• Try it
Count the lines in the records below that contain the word "ConversationsApi", and give only that count.
Entries provided START
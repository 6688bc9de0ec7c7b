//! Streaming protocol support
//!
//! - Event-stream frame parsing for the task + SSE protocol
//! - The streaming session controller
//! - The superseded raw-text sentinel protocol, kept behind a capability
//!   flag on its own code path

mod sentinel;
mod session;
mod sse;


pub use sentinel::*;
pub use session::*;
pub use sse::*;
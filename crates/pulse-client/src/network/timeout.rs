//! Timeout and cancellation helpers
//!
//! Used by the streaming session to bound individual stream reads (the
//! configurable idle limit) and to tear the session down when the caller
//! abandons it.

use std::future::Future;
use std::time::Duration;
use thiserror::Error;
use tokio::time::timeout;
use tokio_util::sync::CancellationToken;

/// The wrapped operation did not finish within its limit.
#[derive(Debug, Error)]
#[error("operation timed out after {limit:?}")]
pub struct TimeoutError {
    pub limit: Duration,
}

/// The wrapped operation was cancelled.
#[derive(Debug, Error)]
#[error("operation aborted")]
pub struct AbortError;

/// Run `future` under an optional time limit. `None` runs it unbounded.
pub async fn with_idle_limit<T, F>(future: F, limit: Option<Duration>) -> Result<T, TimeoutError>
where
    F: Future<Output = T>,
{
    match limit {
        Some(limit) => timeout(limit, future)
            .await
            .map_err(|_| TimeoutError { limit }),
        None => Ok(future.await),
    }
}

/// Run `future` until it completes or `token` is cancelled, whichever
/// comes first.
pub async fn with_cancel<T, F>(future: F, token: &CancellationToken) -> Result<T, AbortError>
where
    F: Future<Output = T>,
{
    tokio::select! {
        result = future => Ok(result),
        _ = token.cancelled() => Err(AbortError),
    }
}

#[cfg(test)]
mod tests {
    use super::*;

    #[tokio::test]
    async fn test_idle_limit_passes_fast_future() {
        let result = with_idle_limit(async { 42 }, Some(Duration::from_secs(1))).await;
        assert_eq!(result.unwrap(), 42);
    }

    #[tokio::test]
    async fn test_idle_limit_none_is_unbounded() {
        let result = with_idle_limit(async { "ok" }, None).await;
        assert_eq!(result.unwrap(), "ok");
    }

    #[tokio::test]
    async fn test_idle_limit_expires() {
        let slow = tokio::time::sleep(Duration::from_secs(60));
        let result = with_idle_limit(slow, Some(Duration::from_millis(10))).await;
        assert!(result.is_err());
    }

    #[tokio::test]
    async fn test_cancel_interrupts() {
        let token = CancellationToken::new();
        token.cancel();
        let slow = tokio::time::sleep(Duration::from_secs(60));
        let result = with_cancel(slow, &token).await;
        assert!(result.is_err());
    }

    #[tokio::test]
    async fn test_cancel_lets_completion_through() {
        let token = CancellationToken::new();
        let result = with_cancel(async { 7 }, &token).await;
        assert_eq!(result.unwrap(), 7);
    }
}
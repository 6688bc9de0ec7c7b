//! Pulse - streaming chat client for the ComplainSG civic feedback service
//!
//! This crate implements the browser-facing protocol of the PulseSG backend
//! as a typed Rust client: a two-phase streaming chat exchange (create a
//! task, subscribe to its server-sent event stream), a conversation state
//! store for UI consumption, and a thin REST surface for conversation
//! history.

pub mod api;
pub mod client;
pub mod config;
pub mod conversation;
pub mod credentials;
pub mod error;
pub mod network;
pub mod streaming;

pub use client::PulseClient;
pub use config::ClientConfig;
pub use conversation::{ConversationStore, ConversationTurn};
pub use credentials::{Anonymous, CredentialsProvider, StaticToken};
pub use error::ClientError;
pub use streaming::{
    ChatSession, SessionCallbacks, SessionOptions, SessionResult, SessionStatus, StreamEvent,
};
Entries provided END
Entries provided START
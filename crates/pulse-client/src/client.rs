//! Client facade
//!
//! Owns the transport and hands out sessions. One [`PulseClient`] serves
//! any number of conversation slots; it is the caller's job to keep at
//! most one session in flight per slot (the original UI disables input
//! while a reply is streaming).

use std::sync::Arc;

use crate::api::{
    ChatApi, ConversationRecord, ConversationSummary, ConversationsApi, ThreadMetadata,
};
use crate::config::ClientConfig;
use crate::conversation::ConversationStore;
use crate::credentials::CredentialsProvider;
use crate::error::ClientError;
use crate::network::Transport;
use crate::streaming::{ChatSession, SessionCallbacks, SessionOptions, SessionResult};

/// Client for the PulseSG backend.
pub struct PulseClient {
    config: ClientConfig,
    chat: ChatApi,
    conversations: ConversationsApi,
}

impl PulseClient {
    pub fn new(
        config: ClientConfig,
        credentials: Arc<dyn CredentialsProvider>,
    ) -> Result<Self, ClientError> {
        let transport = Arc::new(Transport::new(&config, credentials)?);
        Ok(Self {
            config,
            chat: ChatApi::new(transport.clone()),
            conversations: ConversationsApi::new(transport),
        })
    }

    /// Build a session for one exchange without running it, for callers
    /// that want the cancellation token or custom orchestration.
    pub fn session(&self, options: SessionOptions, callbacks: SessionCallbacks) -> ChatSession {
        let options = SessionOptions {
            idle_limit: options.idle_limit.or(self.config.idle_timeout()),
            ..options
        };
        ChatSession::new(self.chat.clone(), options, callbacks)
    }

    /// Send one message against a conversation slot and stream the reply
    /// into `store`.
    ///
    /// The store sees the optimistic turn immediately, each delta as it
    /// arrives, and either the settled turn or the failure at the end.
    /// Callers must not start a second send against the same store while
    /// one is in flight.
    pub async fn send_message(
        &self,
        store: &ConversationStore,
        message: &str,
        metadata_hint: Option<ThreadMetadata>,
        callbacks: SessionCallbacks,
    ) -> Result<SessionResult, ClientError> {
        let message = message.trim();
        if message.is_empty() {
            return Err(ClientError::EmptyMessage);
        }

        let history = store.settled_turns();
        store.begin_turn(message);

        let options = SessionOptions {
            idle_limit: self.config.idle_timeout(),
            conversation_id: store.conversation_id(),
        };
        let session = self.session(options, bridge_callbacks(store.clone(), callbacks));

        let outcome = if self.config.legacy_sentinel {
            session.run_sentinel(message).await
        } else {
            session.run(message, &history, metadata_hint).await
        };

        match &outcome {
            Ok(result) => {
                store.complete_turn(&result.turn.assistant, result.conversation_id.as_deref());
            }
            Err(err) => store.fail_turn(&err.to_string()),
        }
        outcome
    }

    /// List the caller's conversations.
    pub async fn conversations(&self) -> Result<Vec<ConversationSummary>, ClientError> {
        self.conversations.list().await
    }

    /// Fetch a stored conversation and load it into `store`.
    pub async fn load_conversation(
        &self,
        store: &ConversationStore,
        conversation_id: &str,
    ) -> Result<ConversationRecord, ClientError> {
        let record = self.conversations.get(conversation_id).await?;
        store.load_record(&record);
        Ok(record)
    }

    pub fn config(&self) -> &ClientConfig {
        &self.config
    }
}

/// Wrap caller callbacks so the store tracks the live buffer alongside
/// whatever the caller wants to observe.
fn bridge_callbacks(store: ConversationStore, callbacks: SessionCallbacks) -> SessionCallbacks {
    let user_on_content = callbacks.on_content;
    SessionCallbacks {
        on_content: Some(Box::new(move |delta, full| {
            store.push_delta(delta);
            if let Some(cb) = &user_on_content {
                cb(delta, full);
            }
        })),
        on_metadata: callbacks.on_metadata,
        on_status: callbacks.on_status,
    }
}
Entries provided END
• Expected answer
3